> [Work instruction] Pull every line with the word "Some" out of the entries below.
^^^^^^^^
use std::collections::BTreeMap;

use serde_json::json;
use wiremock::matchers::{header, method, path, query_param};
use wiremock::{Mock, MockServer, ResponseTemplate};

use codacy_sonar_importer::enums::severity::Severity;
use codacy_sonar_importer::errors::ImporterError;
use codacy_sonar_importer::services::codacy_client::CodacyClient;
use codacy_sonar_importer::services::reconciler::Reconciler;
use codacy_sonar_importer::services::report_writer::{ReportMeta, ReportWriter};
use codacy_sonar_importer::services::synchronizer::Synchronizer;
use codacy_sonar_importer::structs::pattern::RemotePattern;
use codacy_sonar_importer::structs::rule::SonarRule;

fn client_for(server: &MockServer) -> CodacyClient {
    CodacyClient::with_base_url(server.uri(), "test-token".to_string()).unwrap()
}

fn rule(key: &str) -> SonarRule {
    SonarRule {
        repository_key: "csharpsquid".to_string(),
        key: key.to_string(),
        severity: Severity::Major,
        parameters: BTreeMap::new(),
    }
}

fn page(ids: &[(&str, bool)], cursor: Option<&str>) -> serde_json::Value {
    let data: Vec<serde_json::Value> = ids
        .iter()
        .map(|(id, enabled)| json!({"id": id, "enabled": enabled}))
        .collect();
    match cursor {
        Some(c) => json!({"data": data, "pagination": {"cursor": c}}),
        None => json!({"data": data, "pagination": {}}),
    }
}

#[tokio::test]
async fn pagination_walks_every_page_and_deduplicates() {
    let server = MockServer::start().await;
    let patterns_path = "/tools/tool-1/patterns";

    // Page 3 repeats a pattern from page 1; the duplicate must collapse.
    Mock::given(method("GET"))
        .and(path(patterns_path))
        .and(query_param("cursor", "c2"))
        .respond_with(ResponseTemplate::new(200).set_body_json(page(
            &[("SonarCSharp_S300", true), ("SonarCSharp_S400", false)],
            Some("c3"),
        )))
        .expect(1)
        .mount(&server)
        .await;
    Mock::given(method("GET"))
        .and(path(patterns_path))
        .and(query_param("cursor", "c3"))
        .respond_with(ResponseTemplate::new(200).set_body_json(page(
            &[("SonarCSharp_S500", false), ("SonarCSharp_S100", false)],
            None,
        )))
        .expect(1)
        .mount(&server)
        .await;
    Mock::given(method("GET"))
        .and(path(patterns_path))
        .and(header("api-token", "test-token"))
        .respond_with(ResponseTemplate::new(200).set_body_json(page(
            &[("SonarCSharp_S100", false), ("SonarCSharp_S200", true)],
            Some("c2"),
        )))
        .expect(1)
        .mount(&server)
        .await;

    let client = client_for(&server);
    let patterns = client.fetch_tool_patterns("tool-1").await.unwrap();

    let ids: Vec<&str> = patterns.iter().map(|p| p.id.as_str()).collect();
    assert_eq!(
        ids,
        vec![
            "SonarCSharp_S100",
            "SonarCSharp_S200",
            "SonarCSharp_S300",
            "SonarCSharp_S400",
            "SonarCSharp_S500",
        ],
        "pages concatenated in request order, duplicate id collapsed"
    );
}

#[tokio::test]
async fn non_2xx_during_catalog_read_is_a_remote_error() {
    let server = MockServer::start().await;
    Mock::given(method("GET"))
        .and(path("/tools/tool-1/patterns"))
        .respond_with(ResponseTemplate::new(500).set_body_string("boom"))
        .mount(&server)
        .await;

    let client = client_for(&server);
    let err = client.fetch_tool_patterns("tool-1").await.unwrap_err();

    match err {
        ImporterError::Remote { status, body, .. } => {
            assert_eq!(status, 500);
            assert_eq!(body, "boom");
        }
        other => panic!("expected Remote error, got {other:?}"),
    }
}

#[tokio::test]
async fn unauthorized_responses_become_auth_errors() {
    let server = MockServer::start().await;
    Mock::given(method("GET"))
        .and(path("/tools/tool-1/patterns"))
        .respond_with(ResponseTemplate::new(401))
        .mount(&server)
        .await;

    let client = client_for(&server);
    let err = client.fetch_tool_patterns("tool-1").await.unwrap_err();
    assert!(matches!(err, ImporterError::Auth { .. }));
}

#[tokio::test]
async fn standard_pattern_listing_carries_enabled_flags() {
    let server = MockServer::start().await;
    Mock::given(method("GET"))
        .and(path(
            "/organizations/gh/acme/coding-standards/42/tools/tool-1/patterns",
        ))
        .respond_with(ResponseTemplate::new(200).set_body_json(page(
            &[("SonarCSharp_S100", true), ("SonarCSharp_S200", false)],
            None,
        )))
        .mount(&server)
        .await;

    let client = client_for(&server);
    let patterns = client
        .fetch_standard_patterns("acme", "42", "tool-1")
        .await
        .unwrap();

    assert_eq!(patterns.len(), 2);
    assert!(patterns[0].enabled);
    assert!(!patterns[1].enabled);
    assert_eq!(patterns[0].rule_key(), Some("S100"));
}

#[tokio::test]
async fn synchronizer_collects_failures_and_still_writes_a_report() {
    let server = MockServer::start().await;
    let patch_path = "/organizations/gh/acme/coding-standards/42/tools/tool-1";

    // The enable batch runs first and fails; the disable batch must still
    // run and succeed.
    Mock::given(method("PATCH"))
        .and(path(patch_path))
        .respond_with(ResponseTemplate::new(500).set_body_string("server error"))
        .up_to_n_times(1)
        .mount(&server)
        .await;
    Mock::given(method("PATCH"))
        .and(path(patch_path))
        .respond_with(ResponseTemplate::new(200).set_body_json(json!({})))
        .expect(1)
        .mount(&server)
        .await;

    let desired = vec![rule("S100"), rule("S200")];
    let available = vec![
        RemotePattern::new("SonarCSharp_S100", false),
        RemotePattern::new("SonarCSharp_S300", true),
    ];
    let reconciliation = Reconciler::reconcile(&desired, &available);

    let client = client_for(&server);
    let outcome = Synchronizer::new(&client)
        .apply(&reconciliation, "acme", "42", "tool-1")
        .await;

    assert_eq!(outcome.enabled_failed.len(), 1);
    assert_eq!(outcome.enabled_failed[0].0.pattern.id, "SonarCSharp_S100");
    assert_eq!(outcome.disabled_ok.len(), 1);
    assert_eq!(outcome.disabled_ok[0].id, "SonarCSharp_S300");
    assert!(outcome.has_failures());

    let dir = tempfile::tempdir().unwrap();
    let meta = ReportMeta {
        coding_standard: "Imported Sonar Rules".to_string(),
        organization: "acme".to_string(),
    };
    let paths = ReportWriter::new(dir.path())
        .write(&outcome, &reconciliation.skipped, &meta, chrono::Local::now())
        .unwrap();

    let skipped: serde_json::Value =
        serde_json::from_str(&std::fs::read_to_string(&paths.skipped).unwrap()).unwrap();
    // S200 had no remote pattern; S100's enable call failed. Both enumerated.
    assert_eq!(skipped["summary"]["total"], 2);

    let failure_exit = ImporterError::PartialSync {
        failed: outcome.failure_count(),
        total: outcome.total_count(),
    };
    assert!(failure_exit.to_string().contains("1 of 2"));
}

#[tokio::test]
async fn standard_names_are_made_unique_by_appending_a_counter() {
    let server = MockServer::start().await;
    Mock::given(method("GET"))
        .and(path("/organizations/gh/acme/coding-standards"))
        .respond_with(ResponseTemplate::new(200).set_body_json(json!({
            "data": [
                {"id": 1, "name": "Imported Sonar Rules"},
                {"id": 2, "name": "Imported Sonar Rules (1)"}
            ]
        })))
        .mount(&server)
        .await;

    let client = client_for(&server);
    let name = client
        .unique_standard_name("acme", "Imported Sonar Rules")
        .await;
    assert_eq!(name, "Imported Sonar Rules (2)");
}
^^^^^^^^
> [Response to this exercise]
        Some(c) => json!({"data": data, "pagination": {"cursor": c}}),
            Some("c3"),
            Some("c2"),
    assert_eq!(patterns[0].rule_key(), Some("S100"));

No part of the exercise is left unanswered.